A woman I’ll call Caroline knew that her son Billy was troubled. An only child, he had been the sweetest and most cooperative of boys. But it all changed in his teens. He began hanging out with a troublemaking crowd, refused to go to school and eventually began using drugs and alcohol.

Caroline was stunned by the transition. “I knew this happened to others,” she said in deep distress, “but not to people like him. Not to people like me.”

In her long career as an educator, Caroline had cared deeply about the children in her charge and wonders now if she hadn’t cared enough about Billy.

“My life story has become a sad contradiction,” she wrote in an e-mail introducing herself, “filled with efforts to positively intervene in the lives of other young children and failing as a parent.”

Her response to Billy’s conduct proved otherwise.
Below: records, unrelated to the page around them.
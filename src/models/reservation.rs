use chrono::{DateTime, Utc};
use serde::{Deserialize, Serialize};

#[derive(Serialize, Deserialize, Debug, Clone, Copy, PartialEq, Eq)]
#[serde(rename_all = "lowercase")]
pub enum ReservationStatus {
    Reserved,
    Returned,
    Canceled,
}

impl std::str::FromStr for ReservationStatus {
    type Err = String;

    fn from_str(s: &str) -> Result<Self, Self::Err> {
        match s {
            "reserved" => Ok(ReservationStatus::Reserved),
            "returned" => Ok(ReservationStatus::Returned),
            "canceled" => Ok(ReservationStatus::Canceled),
            other => Err(format!(
                "unknown reservation status '{}': expected reserved, returned or canceled",
                other
            )),
        }
    }
}

/// The list endpoint returns the book as a bare id, detail views may nest it.
#[derive(Serialize, Deserialize, Debug, Clone, PartialEq, Eq)]
#[serde(untagged)]
pub enum BookRef {
    Id(u64),
    Summary { id: u64, title: String },
}

impl BookRef {
    pub fn id(&self) -> u64 {
        match self {
            BookRef::Id(id) | BookRef::Summary { id, .. } => *id,
        }
    }
}

#[derive(Serialize, Deserialize, Debug, Clone, PartialEq)]
pub struct Reservation {
    pub id: u64,
    pub name: String,
    pub email: String,
    pub book: BookRef,
    pub status: ReservationStatus,
    pub reserved_at: DateTime<Utc>,
    pub returned_at: Option<DateTime<Utc>>,
    #[serde(default)]
    pub updated_at: Option<DateTime<Utc>>,
}

#[derive(Serialize, Deserialize, Debug, Clone, PartialEq, Eq)]
pub struct CreateReservation {
    pub name: String,
    pub email: String,
    pub book: u64,
}

/// Response body of a successful reservation, e.g. `{"message": "Book reserved successfully!"}`.
#[derive(Serialize, Deserialize, Debug, Clone, PartialEq, Eq)]
pub struct MessageResponse {
    pub message: String,
}

/// Partial update for `PATCH /api/reservations/{id}/`. Unset fields are left alone.
#[derive(Serialize, Deserialize, Debug, Clone, Default, PartialEq, Eq)]
pub struct ReservationUpdate {
    #[serde(skip_serializing_if = "Option::is_none")]
    pub name: Option<String>,
    #[serde(skip_serializing_if = "Option::is_none")]
    pub email: Option<String>,
    #[serde(skip_serializing_if = "Option::is_none")]
    pub book: Option<u64>,
    #[serde(skip_serializing_if = "Option::is_none")]
    pub status: Option<ReservationStatus>,
}
use http::{Method, StatusCode};
use thiserror::Error;

use super::transport::TransportError;
use crate::auth::AuthError;
use crate::store::StoreError;

#[derive(Debug, Error)]
pub enum GatewayError {
    /// The API answered with a non-2xx status. Covers a 401 that could not be
    /// refreshed as well as whatever the single retry returned.
    #[error("{method} {path} returned {status}")]
    Status {
        method: Method,
        path: String,
        status: StatusCode,
        body: String,
    },
    #[error(transparent)]
    Transport(#[from] TransportError),
    /// The refresh after a 401 failed; stored credentials have been erased.
    #[error("session expired and could not be renewed: {0}")]
    Refresh(#[source] AuthError),
    #[error(transparent)]
    Store(#[from] StoreError),
    #[error("stored access token is not a valid header value")]
    InvalidHeader(#[from] http::header::InvalidHeaderValue),
    #[error("could not encode request body: {0}")]
    Encode(#[source] serde_json::Error),
    #[error("unexpected response body from {path}: {source}")]
    Decode {
        path: String,
        #[source]
        source: serde_json::Error,
    },
}

impl GatewayError {
    pub fn status(&self) -> Option<StatusCode> {
        match self {
            GatewayError::Status { status, .. } => Some(*status),
            _ => None,
        }
    }

    pub fn is_unauthorized(&self) -> bool {
        self.status() == Some(StatusCode::UNAUTHORIZED)
    }

    /// Whether the caller should treat the user as logged out.
    pub fn requires_login(&self) -> bool {
        self.is_unauthorized() || matches!(self, GatewayError::Refresh(_))
    }
}
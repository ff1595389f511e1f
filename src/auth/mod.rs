pub mod endpoint;
pub mod session;

pub use endpoint::{AuthError, HttpTokenEndpoint, TokenEndpoint, LOGIN_PATH, REFRESH_PATH};
pub use session::{clear_credentials, Session};
use tracing::{debug, error};

use super::{json_request, ApiClient};
use crate::gateway::{ApiRequest, GatewayError};
use crate::models::{Book, BookQuery, BookUpdate, Page};

const BOOKS_PATH: &str = "/api/books/";

impl ApiClient {
    /// One page of the catalog for `query`.
    pub async fn list_books(&self, query: &BookQuery, page: u32) -> Result<Page<Book>, GatewayError> {
        let request = ApiRequest::get(BOOKS_PATH).with_query(query.to_query_pairs(page));
        self.gateway().send_json(request).await.map_err(|e| {
            error!(error = %e, page, "Error fetching books");
            e
        })
    }

    pub async fn get_book(&self, id: u64) -> Result<Book, GatewayError> {
        self.gateway()
            .send_json(ApiRequest::get(format!("{}{}/", BOOKS_PATH, id)))
            .await
    }

    pub async fn update_book(&self, id: u64, update: &BookUpdate) -> Result<Book, GatewayError> {
        let request = json_request(ApiRequest::put(format!("{}{}/", BOOKS_PATH, id)), update)?;
        self.gateway().send_json(request).await
    }

    /// Start accumulating pages for `query`, beginning at page 1.
    pub fn book_pager(&self, query: BookQuery) -> BookPager<'_> {
        BookPager::new(self, query)
    }
}

/// Infinite-scroll style accumulation over the paged book list.
pub struct BookPager<'a> {
    client: &'a ApiClient,
    query: BookQuery,
    next_page: Option<u32>,
    books: Vec<Book>,
    total: Option<u64>,
}

impl<'a> BookPager<'a> {
    pub fn new(client: &'a ApiClient, query: BookQuery) -> Self {
        Self {
            client,
            query,
            next_page: Some(1),
            books: Vec::new(),
            total: None,
        }
    }

    pub fn has_next_page(&self) -> bool {
        self.next_page.is_some()
    }

    /// Everything fetched so far, in page order.
    pub fn books(&self) -> &[Book] {
        &self.books
    }

    pub fn into_books(self) -> Vec<Book> {
        self.books
    }

    /// Server-side total from the most recent page.
    pub fn total_count(&self) -> Option<u64> {
        self.total
    }

    /// Fetch the next page and append it. Returns how many books it added,
    /// `0` once the listing is exhausted. On error nothing is changed.
    pub async fn fetch_next_page(&mut self) -> Result<usize, GatewayError> {
        let Some(page) = self.next_page else {
            return Ok(0);
        };

        let result = self.client.list_books(&self.query, page).await?;
        let added = result.results.len();
        self.next_page = result.next_page_number();
        self.total = Some(result.count);
        self.books.extend(result.results);
        debug!(
            page,
            added,
            next_page = ?self.next_page,
            accumulated = self.books.len(),
            "Fetched book page"
        );
        Ok(added)
    }

    /// Keep fetching until there is no next page or `limit` books are held.
    pub async fn fetch_all(&mut self, limit: Option<usize>) -> Result<&[Book], GatewayError> {
        while self.has_next_page() {
            if limit.is_some_and(|limit| self.books.len() >= limit) {
                break;
            }
            self.fetch_next_page().await?;
        }
        Ok(&self.books)
    }
}
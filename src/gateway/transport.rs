use std::time::Duration;

use async_trait::async_trait;
use reqwest::multipart::{Form, Part};
use thiserror::Error;
use tracing::debug;

use super::request::{ApiRequest, ApiResponse, RequestBody};
use crate::config::ApiConfig;
use crate::utils::join_url;

/// Network-level failure: nothing usable came back from the server.
#[derive(Debug, Error)]
#[error("{method} {url} failed: {message}")]
pub struct TransportError {
    pub method: String,
    pub url: String,
    pub message: String,
}

/// The plain send primitive the gateway is wrapped around. Implementations
/// return a response for every status; only network trouble is an error.
#[async_trait]
pub trait Transport: Send + Sync {
    async fn execute(&self, request: &ApiRequest) -> Result<ApiResponse, TransportError>;
}

/// Build the shared HTTP client from `api` settings.
pub fn build_client(config: &ApiConfig) -> Result<reqwest::Client, reqwest::Error> {
    let mut builder = reqwest::Client::builder();
    if let Some(ms) = config.timeout_in_ms {
        builder = builder.timeout(Duration::from_millis(ms));
    }
    builder.build()
}

/// Transport over `reqwest`, resolving request paths against the API base URL.
pub struct HttpTransport {
    client: reqwest::Client,
    base_url: String,
}

impl HttpTransport {
    pub fn new(client: reqwest::Client, base_url: impl Into<String>) -> Self {
        Self {
            client,
            base_url: base_url.into(),
        }
    }
}

#[async_trait]
impl Transport for HttpTransport {
    async fn execute(&self, request: &ApiRequest) -> Result<ApiResponse, TransportError> {
        let url = join_url(&self.base_url, &request.path);
        let fail = |message: String| TransportError {
            method: request.method.to_string(),
            url: url.clone(),
            message,
        };

        let mut builder = self
            .client
            .request(request.method.clone(), &url)
            .headers(request.headers.clone());
        if !request.query.is_empty() {
            builder = builder.query(&request.query);
        }
        builder = match &request.body {
            RequestBody::Empty => builder,
            RequestBody::Json(value) => builder.json(value),
            RequestBody::Multipart(file) => {
                let part = Part::bytes(file.bytes.clone())
                    .file_name(file.file_name.clone())
                    .mime_str(&file.mime)
                    .map_err(|e| fail(e.to_string()))?;
                builder.multipart(Form::new().part(file.field_name.clone(), part))
            }
        };

        debug!(method = %request.method, %url, "Sending request");
        let resp = builder.send().await.map_err(|e| fail(e.to_string()))?;

        let status = resp.status();
        let headers = resp.headers().clone();
        let body = resp.bytes().await.map_err(|e| fail(e.to_string()))?;
        debug!(method = %request.method, %url, %status, "Received response");

        Ok(ApiResponse {
            status,
            headers,
            body: body.to_vec(),
        })
    }
}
When one day he came to her and said, “Mom, something’s wrong with me,” she sought counseling, changed schools and began driving him to meetings of Alcoholics Anonymous.

When his father died suddenly of a brain aneurysm, Billy’s feelings of alienation intensified. His mother couldn’t alter that feeling, nor could a psychiatrist whose specialty was bipolar disorders. While under the psychiatrist’s care, Billy attempted to kill himself. He was hearing voices in his head and tried to silence them with an overdose of drugs.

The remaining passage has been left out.